Top of Source information
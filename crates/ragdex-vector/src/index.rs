//! Building and extending a vector dict.
use indicatif::{ProgressBar, ProgressStyle};
use tracing::info;

use ragdex_core::traits::{Embedder, VectorEngine, VectorEntry};
use ragdex_core::{Error, IndexDict, MetadataMode, Node, Result, VectorBackend};

pub struct VectorIndexBuilder<'a> {
    embedder: &'a dyn Embedder,
    engine: Option<&'a mut dyn VectorEngine>,
    batch_size: usize,
    show_progress: bool,
}

impl<'a> VectorIndexBuilder<'a> {
    pub fn new(embedder: &'a dyn Embedder) -> Self {
        Self { embedder, engine: None, batch_size: 64, show_progress: false }
    }

    /// Hand every vector to `engine` as well as recording it in the dict.
    #[must_use]
    pub fn with_engine(mut self, engine: &'a mut dyn VectorEngine) -> Self {
        self.engine = Some(engine);
        self
    }

    #[must_use]
    pub fn with_batch_size(mut self, batch_size: usize) -> Self {
        self.batch_size = batch_size.max(1);
        self
    }

    #[must_use]
    pub fn show_progress(mut self, show: bool) -> Self {
        self.show_progress = show;
        self
    }

    pub fn build(&mut self, index_id: &str, backend: VectorBackend, nodes: &mut [Node]) -> Result<IndexDict> {
        let mut dict = IndexDict::new(index_id, backend);
        self.insert(&mut dict, nodes)?;
        info!(index_id, backend = %backend, vectors = dict.len(), "built vector index");
        Ok(dict)
    }

    /// Embed the nodes that have no embedding yet, then register all of them.
    /// Embeddings are written back onto `nodes`. The dict is only changed if
    /// every step, including the engine add, succeeds.
    pub fn insert(&mut self, dict: &mut IndexDict, nodes: &mut [Node]) -> Result<Vec<String>> {
        if !dict.backend.is_in_process() && self.engine.is_none() {
            return Err(Error::InvalidConfig(format!(
                "vector index '{}' uses the {} backend but no vector engine is bound",
                dict.index_id, dict.backend
            )));
        }
        self.embed_missing(nodes)?;

        let mut staged = dict.clone();
        let mut entries = Vec::with_capacity(nodes.len());
        for node in nodes.iter() {
            let embedding = node
                .embedding
                .clone()
                .ok_or_else(|| Error::External(format!("node '{}' has no embedding", node.id)))?;
            let vector_id = staged.add_node(node, None)?;
            if staged.backend.is_in_process() {
                staged.add_embedding(&vector_id, embedding.clone());
            }
            entries.push(VectorEntry {
                id: vector_id,
                embedding,
                ref_doc_id: node.ref_doc_id.clone(),
                metadata: node.metadata.clone(),
            });
        }
        let proposed: Vec<String> = entries.iter().map(|e| e.id.clone()).collect();
        let ids = match self.engine.as_deref_mut() {
            Some(engine) => engine.add(entries).map_err(Error::external)?,
            None => proposed.clone(),
        };
        if ids.len() != proposed.len() {
            return Err(Error::External(format!("vector engine returned {} ids for {} vectors", ids.len(), proposed.len())));
        }
        for (old, new) in proposed.iter().zip(&ids) {
            staged.rebind_vector_id(old, new)?;
        }
        *dict = staged;
        Ok(ids)
    }

    fn embed_missing(&self, nodes: &mut [Node]) -> Result<()> {
        let pending: Vec<usize> = (0..nodes.len()).filter(|&i| nodes[i].embedding.is_none()).collect();
        if pending.is_empty() {
            return Ok(());
        }
        let pb = if self.show_progress { ProgressBar::new(pending.len() as u64) } else { ProgressBar::hidden() };
        if let Ok(style) = ProgressStyle::default_bar()
            .template("{spinner:.green} [{elapsed_precise}] [{bar:40.cyan/blue}] {pos}/{len} nodes ({percent}%) {msg}")
        {
            pb.set_style(style.progress_chars("#>-"));
        }
        let dim = self.embedder.dim();
        for batch in pending.chunks(self.batch_size) {
            let texts: Vec<String> = batch.iter().map(|&i| nodes[i].content(MetadataMode::None)).collect();
            let vectors = self.embedder.embed_batch(&texts).map_err(Error::external)?;
            if vectors.len() != batch.len() {
                return Err(Error::External(format!("embedder returned {} vectors for {} texts", vectors.len(), batch.len())));
            }
            for (&i, v) in batch.iter().zip(vectors) {
                if v.len() != dim {
                    return Err(Error::External(format!("embedding of '{}' has dimension {}, expected {dim}", nodes[i].id, v.len())));
                }
                nodes[i].embedding = Some(v);
            }
            pb.inc(batch.len() as u64);
        }
        pb.finish_with_message("embedded");
        Ok(())
    }
}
Bottom of Source information
**About this exercise:**
Taking care to match every character, output all of the entries above.

**Result for this exercise:**
filename crates/ragdex-vector/src/index.rs
//! Building and extending a vector dict.
use indicatif::{ProgressBar, ProgressStyle};
use tracing::info;

use ragdex_core::traits::{Embedder, VectorEngine, VectorEntry};
use ragdex_core::{Error, IndexDict, MetadataMode, Node, Result, VectorBackend};

pub struct VectorIndexBuilder<'a> {
    embedder: &'a dyn Embedder,
    engine: Option<&'a mut dyn VectorEngine>,
    batch_size: usize,
    show_progress: bool,
}

impl<'a> VectorIndexBuilder<'a> {
    pub fn new(embedder: &'a dyn Embedder) -> Self {
        Self { embedder, engine: None, batch_size: 64, show_progress: false }
    }

    /// Hand every vector to `engine` as well as recording it in the dict.
    #[must_use]
    pub fn with_engine(mut self, engine: &'a mut dyn VectorEngine) -> Self {
        self.engine = Some(engine);
        self
    }

    #[must_use]
    pub fn with_batch_size(mut self, batch_size: usize) -> Self {
        self.batch_size = batch_size.max(1);
        self
    }

    #[must_use]
    pub fn show_progress(mut self, show: bool) -> Self {
        self.show_progress = show;
        self
    }

    pub fn build(&mut self, index_id: &str, backend: VectorBackend, nodes: &mut [Node]) -> Result<IndexDict> {
        let mut dict = IndexDict::new(index_id, backend);
        self.insert(&mut dict, nodes)?;
        info!(index_id, backend = %backend, vectors = dict.len(), "built vector index");
        Ok(dict)
    }

    /// Embed the nodes that have no embedding yet, then register all of them.
    /// Embeddings are written back onto `nodes`. The dict is only changed if
    /// every step, including the engine add, succeeds.
    pub fn insert(&mut self, dict: &mut IndexDict, nodes: &mut [Node]) -> Result<Vec<String>> {
        if !dict.backend.is_in_process() && self.engine.is_none() {
            return Err(Error::InvalidConfig(format!(
                "vector index '{}' uses the {} backend but no vector engine is bound",
                dict.index_id, dict.backend
            )));
        }
        self.embed_missing(nodes)?;

        let mut staged = dict.clone();
        let mut entries = Vec::with_capacity(nodes.len());
        for node in nodes.iter() {
            let embedding = node
                .embedding
                .clone()
                .ok_or_else(|| Error::External(format!("node '{}' has no embedding", node.id)))?;
            let vector_id = staged.add_node(node, None)?;
            if staged.backend.is_in_process() {
                staged.add_embedding(&vector_id, embedding.clone());
            }
            entries.push(VectorEntry {
                id: vector_id,
                embedding,
                ref_doc_id: node.ref_doc_id.clone(),
                metadata: node.metadata.clone(),
            });
        }
        let proposed: Vec<String> = entries.iter().map(|e| e.id.clone()).collect();
        let ids = match self.engine.as_deref_mut() {
            Some(engine) => engine.add(entries).map_err(Error::external)?,
            None => proposed.clone(),
        };
        if ids.len() != proposed.len() {
            return Err(Error::External(format!("vector engine returned {} ids for {} vectors", ids.len(), proposed.len())));
        }
        for (old, new) in proposed.iter().zip(&ids) {
            staged.rebind_vector_id(old, new)?;
        }
        *dict = staged;
        Ok(ids)
    }

    fn embed_missing(&self, nodes: &mut [Node]) -> Result<()> {
        let pending: Vec<usize> = (0..nodes.len()).filter(|&i| nodes[i].embedding.is_none()).collect();
        if pending.is_empty() {
            return Ok(());
        }
        let pb = if self.show_progress { ProgressBar::new(pending.len() as u64) } else { ProgressBar::hidden() };
        if let Ok(style) = ProgressStyle::default_bar()
            .template("{spinner:.green} [{elapsed_precise}] [{bar:40.cyan/blue}] {pos}/{len} nodes ({percent}%) {msg}")
        {
            pb.set_style(style.progress_chars("#>-"));
        }
        let dim = self.embedder.dim();
        for batch in pending.chunks(self.batch_size) {
            let texts: Vec<String> = batch.iter().map(|&i| nodes[i].content(MetadataMode::None)).collect();
            let vectors = self.embedder.embed_batch(&texts).map_err(Error::external)?;
            if vectors.len() != batch.len() {
                return Err(Error::External(format!("embedder returned {} vectors for {} texts", vectors.len(), batch.len())));
            }
            for (&i, v) in batch.iter().zip(vectors) {
                if v.len() != dim {
                    return Err(Error::External(format!("embedding of '{}' has dimension {}, expected {dim}", nodes[i].id, v.len())));
                }
                nodes[i].embedding = Some(v);
            }
            pb.inc(batch.len() as u64);
        }
        pb.finish_with_message("embedded");
        Ok(())
    }
}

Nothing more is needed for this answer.